### Available data ###

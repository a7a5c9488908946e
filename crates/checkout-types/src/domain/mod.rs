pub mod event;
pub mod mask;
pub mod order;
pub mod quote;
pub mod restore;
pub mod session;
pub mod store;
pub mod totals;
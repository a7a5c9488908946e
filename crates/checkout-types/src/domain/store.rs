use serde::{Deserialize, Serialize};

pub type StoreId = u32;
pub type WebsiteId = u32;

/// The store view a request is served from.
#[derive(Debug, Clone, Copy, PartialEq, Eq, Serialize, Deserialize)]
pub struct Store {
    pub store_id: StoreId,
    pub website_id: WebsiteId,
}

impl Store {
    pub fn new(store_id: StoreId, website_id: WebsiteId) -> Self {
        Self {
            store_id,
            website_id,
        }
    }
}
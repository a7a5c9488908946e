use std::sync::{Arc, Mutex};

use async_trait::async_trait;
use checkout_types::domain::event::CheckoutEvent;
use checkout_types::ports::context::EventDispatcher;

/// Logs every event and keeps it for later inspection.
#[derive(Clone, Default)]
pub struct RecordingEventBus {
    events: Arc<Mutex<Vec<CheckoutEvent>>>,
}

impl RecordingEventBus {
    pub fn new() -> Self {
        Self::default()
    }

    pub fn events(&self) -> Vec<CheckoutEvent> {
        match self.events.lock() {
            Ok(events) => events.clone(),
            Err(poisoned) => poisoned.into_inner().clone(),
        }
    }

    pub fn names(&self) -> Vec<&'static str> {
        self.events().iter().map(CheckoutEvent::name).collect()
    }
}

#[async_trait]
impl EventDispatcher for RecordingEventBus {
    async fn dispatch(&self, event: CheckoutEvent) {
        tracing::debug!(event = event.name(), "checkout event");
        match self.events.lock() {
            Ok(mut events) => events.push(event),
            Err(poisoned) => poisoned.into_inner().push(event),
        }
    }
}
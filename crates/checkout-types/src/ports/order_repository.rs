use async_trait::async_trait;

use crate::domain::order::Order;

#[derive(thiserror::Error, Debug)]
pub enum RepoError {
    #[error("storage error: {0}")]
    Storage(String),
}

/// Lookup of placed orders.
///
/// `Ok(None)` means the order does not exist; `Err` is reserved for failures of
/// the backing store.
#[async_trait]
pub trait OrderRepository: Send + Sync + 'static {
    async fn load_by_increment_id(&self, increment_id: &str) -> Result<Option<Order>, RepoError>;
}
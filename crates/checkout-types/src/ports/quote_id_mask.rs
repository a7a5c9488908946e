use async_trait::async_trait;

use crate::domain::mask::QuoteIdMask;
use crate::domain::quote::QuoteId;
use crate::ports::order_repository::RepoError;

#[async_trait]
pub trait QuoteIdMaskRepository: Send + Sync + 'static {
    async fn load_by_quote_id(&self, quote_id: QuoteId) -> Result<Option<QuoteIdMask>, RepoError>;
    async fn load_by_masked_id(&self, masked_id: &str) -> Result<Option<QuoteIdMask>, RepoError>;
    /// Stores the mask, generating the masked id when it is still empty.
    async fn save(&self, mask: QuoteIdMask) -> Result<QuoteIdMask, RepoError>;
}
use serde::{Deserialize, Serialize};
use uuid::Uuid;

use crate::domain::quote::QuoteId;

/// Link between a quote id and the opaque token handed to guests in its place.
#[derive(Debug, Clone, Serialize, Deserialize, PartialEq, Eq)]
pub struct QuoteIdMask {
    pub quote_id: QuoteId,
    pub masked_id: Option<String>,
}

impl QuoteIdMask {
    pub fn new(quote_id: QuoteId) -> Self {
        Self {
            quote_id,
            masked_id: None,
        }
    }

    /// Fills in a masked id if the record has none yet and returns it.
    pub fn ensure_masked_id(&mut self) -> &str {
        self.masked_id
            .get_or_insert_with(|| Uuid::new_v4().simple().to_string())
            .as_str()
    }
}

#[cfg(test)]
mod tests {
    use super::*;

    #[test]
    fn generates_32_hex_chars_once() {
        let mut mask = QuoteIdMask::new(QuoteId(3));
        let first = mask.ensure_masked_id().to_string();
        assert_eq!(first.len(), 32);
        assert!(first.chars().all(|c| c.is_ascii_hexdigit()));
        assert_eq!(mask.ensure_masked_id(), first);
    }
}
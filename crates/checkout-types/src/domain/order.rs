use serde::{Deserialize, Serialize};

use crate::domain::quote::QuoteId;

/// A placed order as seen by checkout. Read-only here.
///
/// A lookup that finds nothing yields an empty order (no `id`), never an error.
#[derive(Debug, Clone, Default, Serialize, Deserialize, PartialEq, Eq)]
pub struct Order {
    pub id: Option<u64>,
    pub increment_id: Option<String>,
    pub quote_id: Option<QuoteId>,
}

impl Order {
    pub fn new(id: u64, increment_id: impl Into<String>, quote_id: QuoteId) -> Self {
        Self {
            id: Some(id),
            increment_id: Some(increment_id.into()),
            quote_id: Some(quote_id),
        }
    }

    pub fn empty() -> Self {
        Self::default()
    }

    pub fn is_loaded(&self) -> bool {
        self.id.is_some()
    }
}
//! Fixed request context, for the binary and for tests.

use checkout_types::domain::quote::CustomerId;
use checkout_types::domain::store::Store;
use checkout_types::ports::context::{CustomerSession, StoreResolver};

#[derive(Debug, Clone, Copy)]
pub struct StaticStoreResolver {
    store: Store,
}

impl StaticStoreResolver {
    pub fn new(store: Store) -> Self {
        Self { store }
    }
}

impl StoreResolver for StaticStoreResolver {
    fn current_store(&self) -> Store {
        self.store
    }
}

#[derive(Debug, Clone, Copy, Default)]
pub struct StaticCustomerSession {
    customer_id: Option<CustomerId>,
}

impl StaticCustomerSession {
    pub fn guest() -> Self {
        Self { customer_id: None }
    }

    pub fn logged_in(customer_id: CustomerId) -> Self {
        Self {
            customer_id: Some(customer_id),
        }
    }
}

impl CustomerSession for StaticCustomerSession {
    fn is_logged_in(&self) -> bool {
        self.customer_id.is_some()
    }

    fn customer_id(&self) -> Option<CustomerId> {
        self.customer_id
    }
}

###

- [Brief]:
Write out all of the records word for word.

- [Task solution]:
repository a7a5c9488908946e
filename crates/checkout-types/src/domain/mod.rs
pub mod event;
pub mod mask;
pub mod order;
pub mod quote;
pub mod restore;
pub mod session;
pub mod store;
pub mod totals;
repository a7a5c9488908946e
filename crates/checkout-types/src/domain/store.rs
use serde::{Deserialize, Serialize};

pub type StoreId = u32;
pub type WebsiteId = u32;

/// The store view a request is served from.
#[derive(Debug, Clone, Copy, PartialEq, Eq, Serialize, Deserialize)]
pub struct Store {
    pub store_id: StoreId,
    pub website_id: WebsiteId,
}

impl Store {
    pub fn new(store_id: StoreId, website_id: WebsiteId) -> Self {
        Self {
            store_id,
            website_id,
        }
    }
}
repository a7a5c9488908946e
use std::sync::{Arc, Mutex};

use async_trait::async_trait;
use checkout_types::domain::event::CheckoutEvent;
use checkout_types::ports::context::EventDispatcher;

/// Logs every event and keeps it for later inspection.
#[derive(Clone, Default)]
pub struct RecordingEventBus {
    events: Arc<Mutex<Vec<CheckoutEvent>>>,
}

impl RecordingEventBus {
    pub fn new() -> Self {
        Self::default()
    }

    pub fn events(&self) -> Vec<CheckoutEvent> {
        match self.events.lock() {
            Ok(events) => events.clone(),
            Err(poisoned) => poisoned.into_inner().clone(),
        }
    }

    pub fn names(&self) -> Vec<&'static str> {
        self.events().iter().map(CheckoutEvent::name).collect()
    }
}

#[async_trait]
impl EventDispatcher for RecordingEventBus {
    async fn dispatch(&self, event: CheckoutEvent) {
        tracing::debug!(event = event.name(), "checkout event");
        match self.events.lock() {
            Ok(mut events) => events.push(event),
            Err(poisoned) => poisoned.into_inner().push(event),
        }
    }
}
filename crates/checkout-types/src/ports/order_repository.rs
use async_trait::async_trait;

use crate::domain::order::Order;

#[derive(thiserror::Error, Debug)]
pub enum RepoError {
    #[error("storage error: {0}")]
    Storage(String),
}

/// Lookup of placed orders.
///
/// `Ok(None)` means the order does not exist; `Err` is reserved for failures of
/// the backing store.
#[async_trait]
pub trait OrderRepository: Send + Sync + 'static {
    async fn load_by_increment_id(&self, increment_id: &str) -> Result<Option<Order>, RepoError>;
}
filename crates/checkout-types/src/ports/quote_id_mask.rs
repository a7a5c9488908946e
use async_trait::async_trait;

use crate::domain::mask::QuoteIdMask;
use crate::domain::quote::QuoteId;
use crate::ports::order_repository::RepoError;

#[async_trait]
pub trait QuoteIdMaskRepository: Send + Sync + 'static {
    async fn load_by_quote_id(&self, quote_id: QuoteId) -> Result<Option<QuoteIdMask>, RepoError>;
    async fn load_by_masked_id(&self, masked_id: &str) -> Result<Option<QuoteIdMask>, RepoError>;
    /// Stores the mask, generating the masked id when it is still empty.
    async fn save(&self, mask: QuoteIdMask) -> Result<QuoteIdMask, RepoError>;
}
use serde::{Deserialize, Serialize};
use uuid::Uuid;

use crate::domain::quote::QuoteId;

/// Link between a quote id and the opaque token handed to guests in its place.
#[derive(Debug, Clone, Serialize, Deserialize, PartialEq, Eq)]
pub struct QuoteIdMask {
    pub quote_id: QuoteId,
    pub masked_id: Option<String>,
}

impl QuoteIdMask {
    pub fn new(quote_id: QuoteId) -> Self {
        Self {
            quote_id,
            masked_id: None,
        }
    }

    /// Fills in a masked id if the record has none yet and returns it.
    pub fn ensure_masked_id(&mut self) -> &str {
        self.masked_id
            .get_or_insert_with(|| Uuid::new_v4().simple().to_string())
            .as_str()
    }
}

#[cfg(test)]
mod tests {
    use super::*;

    #[test]
    fn generates_32_hex_chars_once() {
        let mut mask = QuoteIdMask::new(QuoteId(3));
        let first = mask.ensure_masked_id().to_string();
        assert_eq!(first.len(), 32);
        assert!(first.chars().all(|c| c.is_ascii_hexdigit()));
        assert_eq!(mask.ensure_masked_id(), first);
    }
}
filename crates/checkout-types/src/domain/order.rs
use serde::{Deserialize, Serialize};

use crate::domain::quote::QuoteId;

/// A placed order as seen by checkout. Read-only here.
///
/// A lookup that finds nothing yields an empty order (no `id`), never an error.
#[derive(Debug, Clone, Default, Serialize, Deserialize, PartialEq, Eq)]
pub struct Order {
    pub id: Option<u64>,
    pub increment_id: Option<String>,
    pub quote_id: Option<QuoteId>,
}

impl Order {
    pub fn new(id: u64, increment_id: impl Into<String>, quote_id: QuoteId) -> Self {
        Self {
            id: Some(id),
            increment_id: Some(increment_id.into()),
            quote_id: Some(quote_id),
        }
    }

    pub fn empty() -> Self {
        Self::default()
    }

    pub fn is_loaded(&self) -> bool {
        self.id.is_some()
    }
}
//! Fixed request context, for the binary and for tests.

use checkout_types::domain::quote::CustomerId;
use checkout_types::domain::store::Store;
use checkout_types::ports::context::{CustomerSession, StoreResolver};

#[derive(Debug, Clone, Copy)]
pub struct StaticStoreResolver {
    store: Store,
}

impl StaticStoreResolver {
    pub fn new(store: Store) -> Self {
        Self { store }
    }
}

impl StoreResolver for StaticStoreResolver {
    fn current_store(&self) -> Store {
        self.store
    }
}

#[derive(Debug, Clone, Copy, Default)]
pub struct StaticCustomerSession {
    customer_id: Option<CustomerId>,
}

impl StaticCustomerSession {
    pub fn guest() -> Self {
        Self { customer_id: None }
    }

    pub fn logged_in(customer_id: CustomerId) -> Self {
        Self {
            customer_id: Some(customer_id),
        }
    }
}

impl CustomerSession for StaticCustomerSession {
    fn is_logged_in(&self) -> bool {
        self.customer_id.is_some()
    }

    fn customer_id(&self) -> Option<CustomerId> {
        self.customer_id
    }
}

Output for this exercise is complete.